The advent of machine learning as a service (MLaaS) has necessitated secure multi-party computation (MPC)-based private inference (PI) to address the privacy concerns that arise when web servers offer query inference services to users. However, the formal privacy protection incurs substantial communication and latency overheads, particularly for large models such as vision transformers (ViTs). Existing methods either ignore the inherent attention dependencies or naively extend CNN optimizations to ViTs despite their structural discrepancies, resulting in sub-optimal performance.
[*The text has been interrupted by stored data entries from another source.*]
use axum::Router;
use serde_json::Value;
use std::sync::{Arc, Mutex};

/// Request bodies received by a test server, in arrival order.
#[derive(Clone, Default)]
pub struct Recorded(Arc<Mutex<Vec<(String, Value)>>>);

impl Recorded {
    pub fn push(&self, target: String, body: Value) {
        self.0.lock().unwrap().push((target, body));
    }

    pub fn all(&self) -> Vec<(String, Value)> {
        self.0.lock().unwrap().clone()
    }
}

/// Serve `app` on an ephemeral local port and return its base URL.
pub async fn spawn_server(app: Router) -> String {
    let listener = tokio::net::TcpListener::bind("127.0.0.1:0").await.unwrap();
    let address = listener.local_addr().unwrap();
    tokio::spawn(async move {
        axum::serve(listener, app).await.unwrap();
    });
    format!("http://{address}")
}
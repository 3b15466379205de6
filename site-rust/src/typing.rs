//! Character-by-character typing animation over a cycle of phrases.

use crate::{Lifecycle, SiteError, SiteResult};
use serde::Serialize;
use std::time::Duration;
use tokio::task::AbortHandle;

#[derive(Debug, Clone, Copy, PartialEq, Eq, Serialize)]
#[serde(rename_all = "lowercase")]
pub enum TypingPhase {
    Typing,
    Pausing,
    Deleting,
}

#[derive(Debug, Clone, Copy, PartialEq, Eq)]
pub struct TypingTimings {
    /// Delay between typed characters.
    pub speed: Duration,
    /// Delay between deleted characters.
    pub delete_speed: Duration,
    /// How long a fully typed phrase stays on screen.
    pub pause_time: Duration,
}

impl Default for TypingTimings {
    fn default() -> Self {
        Self {
            speed: Duration::from_millis(100),
            delete_speed: Duration::from_millis(50),
            pause_time: Duration::from_millis(2000),
        }
    }
}

/// What the widget renders after each step.
#[derive(Debug, Clone, PartialEq, Eq, Serialize)]
#[serde(rename_all = "camelCase")]
pub struct TypingEffectState {
    pub display_text: String,
    pub text_index: usize,
    pub phase: TypingPhase,
}

#[derive(Debug, Clone)]
pub struct TypingEffect {
    phrases: Vec<Vec<char>>,
    timings: TypingTimings,
    display: Vec<char>,
    text_index: usize,
    phase: TypingPhase,
}

impl TypingEffect {
    pub fn new<I, S>(phrases: I, timings: TypingTimings) -> SiteResult<Self>
    where
        I: IntoIterator<Item = S>,
        S: AsRef<str>,
    {
        let phrases: Vec<Vec<char>> = phrases
            .into_iter()
            .map(|phrase| phrase.as_ref().chars().collect())
            .collect();
        if phrases.is_empty() {
            return Err(SiteError::InvalidInput(
                "typing effect needs at least one phrase".to_string(),
            ));
        }

        Ok(Self {
            phrases,
            timings,
            display: Vec::new(),
            text_index: 0,
            phase: TypingPhase::Typing,
        })
    }

    #[must_use]
    pub fn display_text(&self) -> String {
        self.display.iter().collect()
    }

    #[must_use]
    pub fn text_index(&self) -> usize {
        self.text_index
    }

    #[must_use]
    pub fn phase(&self) -> TypingPhase {
        self.phase
    }

    #[must_use]
    pub fn current_phrase(&self) -> String {
        self.phrases[self.text_index].iter().collect()
    }

    #[must_use]
    pub fn state(&self) -> TypingEffectState {
        TypingEffectState {
            display_text: self.display_text(),
            text_index: self.text_index,
            phase: self.phase,
        }
    }

    /// Delay before the first tick after mount.
    #[must_use]
    pub fn initial_delay(&self) -> Duration {
        self.timings.speed
    }

    /// Advance one step and return how long to wait before the next one.
    pub fn tick(&mut self) -> Duration {
        let phrase = &self.phrases[self.text_index];

        match self.phase {
            TypingPhase::Typing => {
                if self.display.len() < phrase.len() {
                    self.display.push(phrase[self.display.len()]);
                }
                if self.display.len() == phrase.len() {
                    self.phase = TypingPhase::Pausing;
                    self.timings.pause_time
                } else {
                    self.timings.speed
                }
            }
            TypingPhase::Pausing => {
                self.phase = TypingPhase::Deleting;
                self.timings.delete_speed
            }
            TypingPhase::Deleting => {
                self.display.pop();
                if self.display.is_empty() {
                    self.text_index = (self.text_index + 1) % self.phrases.len();
                    self.phase = TypingPhase::Typing;
                    self.timings.speed
                } else {
                    self.timings.delete_speed
                }
            }
        }
    }

    /// Run the animation on `lifecycle`, reporting every step to `on_update`.
    /// The pending timer is cancelled when the lifecycle unmounts.
    pub fn spawn<F>(mut self, lifecycle: &Lifecycle, on_update: F) -> Option<AbortHandle>
    where
        F: Fn(TypingEffectState) + Send + 'static,
    {
        let handle = lifecycle.handle();
        lifecycle.spawn(async move {
            let mut delay = self.initial_delay();
            loop {
                tokio::time::sleep(delay).await;
                if !handle.is_mounted() {
                    break;
                }
                delay = self.tick();
                on_update(self.state());
            }
        })
    }
}
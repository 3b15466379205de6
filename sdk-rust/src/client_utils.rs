use crate::LanguageModelError;
use eventsource_stream::{EventStreamError, Eventsource};
use futures::{stream::StreamExt, Stream};
use reqwest::{header::HeaderMap, Client, Response};
use serde::{de::DeserializeOwned, Serialize};
use std::pin::Pin;

pub type ChunkStream<R> = Pin<Box<dyn Stream<Item = Result<R, LanguageModelError>> + Send>>;

async fn post_json<T: Serialize>(
    client: &Client,
    url: &str,
    data: &T,
    headers: HeaderMap,
) -> Result<Response, LanguageModelError> {
    let response = client.post(url).headers(headers).json(data).send().await?;
    let status = response.status();
    if status.is_success() {
        Ok(response)
    } else {
        Err(LanguageModelError::StatusCode(
            status,
            response.text().await.unwrap_or_default(),
        ))
    }
}

/// POST `data` and decode the JSON body. Non-2xx answers become
/// [`LanguageModelError::StatusCode`].
pub async fn send_json<T: Serialize, R: DeserializeOwned>(
    client: &Client,
    url: &str,
    data: &T,
    headers: HeaderMap,
) -> Result<R, LanguageModelError> {
    let response = post_json(client, url, data, headers).await?;
    Ok(response.json::<R>().await?)
}

/// POST `data` and decode every server-sent event as one `R`. Events with
/// an empty data field are skipped.
pub async fn send_sse_stream<T: Serialize, R: DeserializeOwned + Send + 'static>(
    client: &Client,
    url: &str,
    data: &T,
    headers: HeaderMap,
    provider: &'static str,
) -> Result<ChunkStream<R>, LanguageModelError> {
    let response = post_json(client, url, data, headers).await?;
    let mut events = response.bytes_stream().eventsource();

    let stream = async_stream::try_stream! {
        while let Some(event) = events.next().await {
            let event = event.map_err(|error| match error {
                EventStreamError::Transport(error) => LanguageModelError::Transport(error),
                EventStreamError::Utf8(error) => LanguageModelError::Invariant(
                    provider,
                    format!("Stream data is not valid UTF-8: {error}"),
                ),
                EventStreamError::Parser(error) => LanguageModelError::Invariant(
                    provider,
                    format!("Malformed event stream: {error}"),
                ),
            })?;
            if event.data.is_empty() {
                continue;
            }

            let chunk: R = serde_json::from_str(&event.data).map_err(|error| {
                LanguageModelError::Invariant(
                    provider,
                    format!("Failed to parse stream chunk: {error}"),
                )
            })?;
            yield chunk;
        }
    };

    Ok(Box::pin(stream))
}
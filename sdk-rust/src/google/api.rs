#![allow(clippy::pedantic, clippy::style)]
use serde::{Deserialize, Serialize};

/// Config for `models.generate_content` parameters.
#[derive(Serialize, Deserialize, Debug, Clone, Default)]
#[serde(rename_all = "camelCase")]
pub struct GenerateContentParameters {
    /// Content of the request.
    pub contents: Vec<Content>,
    /// Instructions for the model to steer it toward better performance.
    /// For example, "Answer as concisely as possible" or "Don't use technical
    /// terms in your response".
    #[serde(skip_serializing_if = "Option::is_none")]
    pub system_instruction: Option<Content>,
}

/// Contains the multi-part content of a message.
#[derive(Serialize, Deserialize, Debug, Clone)]
#[serde(rename_all = "camelCase")]
pub struct Content {
    /// List of parts that constitute a single message. Each part may have
    /// a different IANA MIME type.
    #[serde(skip_serializing_if = "Option::is_none")]
    pub parts: Option<Vec<Part>>,
    /// Optional. The producer of the content. Must be either 'user' or
    /// 'model'. Useful to set for multi-turn conversations, otherwise can be
    /// empty. If role is not specified, SDK will determine the role.
    #[serde(skip_serializing_if = "Option::is_none")]
    pub role: Option<String>,
}

/// A datatype containing media content.
///
/// Only text parts are sent and read; any other field the API returns is
/// ignored on deserialization.
#[derive(Serialize, Deserialize, Debug, Clone, Default)]
#[serde(rename_all = "camelCase")]
pub struct Part {
    /// Indicates if the part is thought from the model.
    #[serde(skip_serializing_if = "Option::is_none")]
    pub thought: Option<bool>,
    /// Optional. Text part (can be code).
    #[serde(skip_serializing_if = "Option::is_none")]
    pub text: Option<String>,
}

/// Response message for PredictionService.GenerateContent.
#[derive(Serialize, Deserialize, Debug, Clone)]
#[serde(rename_all = "camelCase")]
pub struct GenerateContentResponse {
    /// Response variations returned by the model.
    #[serde(skip_serializing_if = "Option::is_none")]
    pub candidates: Option<Vec<Candidate>>,
    /// Usage metadata about the response(s).
    #[serde(skip_serializing_if = "Option::is_none")]
    pub usage_metadata: Option<GenerateContentResponseUsageMetadata>,
}

/// A response candidate generated from the model.
#[derive(Serialize, Deserialize, Debug, Clone)]
#[serde(rename_all = "camelCase")]
pub struct Candidate {
    /// Contains the multi-part content of the response.
    #[serde(skip_serializing_if = "Option::is_none")]
    pub content: Option<Content>,
    /// The reason why the model stopped generating tokens.
    /// If empty, the model has not stopped generating the tokens.
    #[serde(skip_serializing_if = "Option::is_none")]
    pub finish_reason: Option<FinishReason>,
}

/// Output only. The reason why the model stopped generating tokens.
///
/// If empty, the model has not stopped generating the tokens.
#[derive(Serialize, Deserialize, Debug, Clone, Copy, PartialEq, Eq)]
pub enum FinishReason {
    /// The finish reason is unspecified.
    #[serde(rename = "FINISH_REASON_UNSPECIFIED")]
    Unspecified,
    /// Token generation reached a natural stopping point or a configured stop
    /// sequence.
    #[serde(rename = "STOP")]
    Stop,
    /// Token generation reached the configured maximum output tokens.
    #[serde(rename = "MAX_TOKENS")]
    MaxTokens,
    /// Token generation stopped because the content potentially contains safety
    /// violations. NOTE: When streaming, [content][] is empty if content
    /// filters blocks the output.
    #[serde(rename = "SAFETY")]
    Safety,
    /// The token generation stopped because of potential recitation.
    #[serde(rename = "RECITATION")]
    Recitation,
    /// All other reasons that stopped the token generation.
    #[serde(rename = "OTHER")]
    #[serde(other)]
    Other,
}

/// Usage metadata about response(s).
#[derive(Serialize, Deserialize, Debug, Clone)]
#[serde(rename_all = "camelCase")]
pub struct GenerateContentResponseUsageMetadata {
    /// Number of tokens in the response(s).
    #[serde(skip_serializing_if = "Option::is_none")]
    pub candidates_token_count: Option<u32>,
    /// Number of tokens in the request. When `cached_content` is set, this is
    /// still the total effective prompt size meaning this includes the number
    /// of tokens in the cached content.
    #[serde(skip_serializing_if = "Option::is_none")]
    pub prompt_token_count: Option<u32>,
    /// Output only. Number of tokens present in thoughts output.
    #[serde(skip_serializing_if = "Option::is_none")]
    pub thoughts_token_count: Option<u32>,
}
In this paper, we co-design the MPC and architectural properties of ViT and propose SecViT, an efficient and secure inference framework that automatically adapts ViTs into privacy-friendly counterparts with optimal attention configurations at different layers and tokens under MPC, balancing model capability and efficiency. SecViT features an MPC-efficient, layer-dependent and load-balancing attention representation adapter to facilitate feature reuse across multiple highly correlated layers without impacting accuracy. To further reduce the inference cost, SecViT also develops fine-grained composite attention and activation approximation algorithms to achieve superior accuracy-efficiency trade-offs. Experiments show that SecViT reduces communication by 6.0x and latency by 4.6x with iso-accuracy over MPCViT, and improves accuracy by 4.92% with 1.6x lower latency over PriViT on Tiny-ImageNet. Compared with state-of-the-art PI protocols, SecViT further achieves 10.0x communication saving and 7.9x latency reduction over BumbleBee.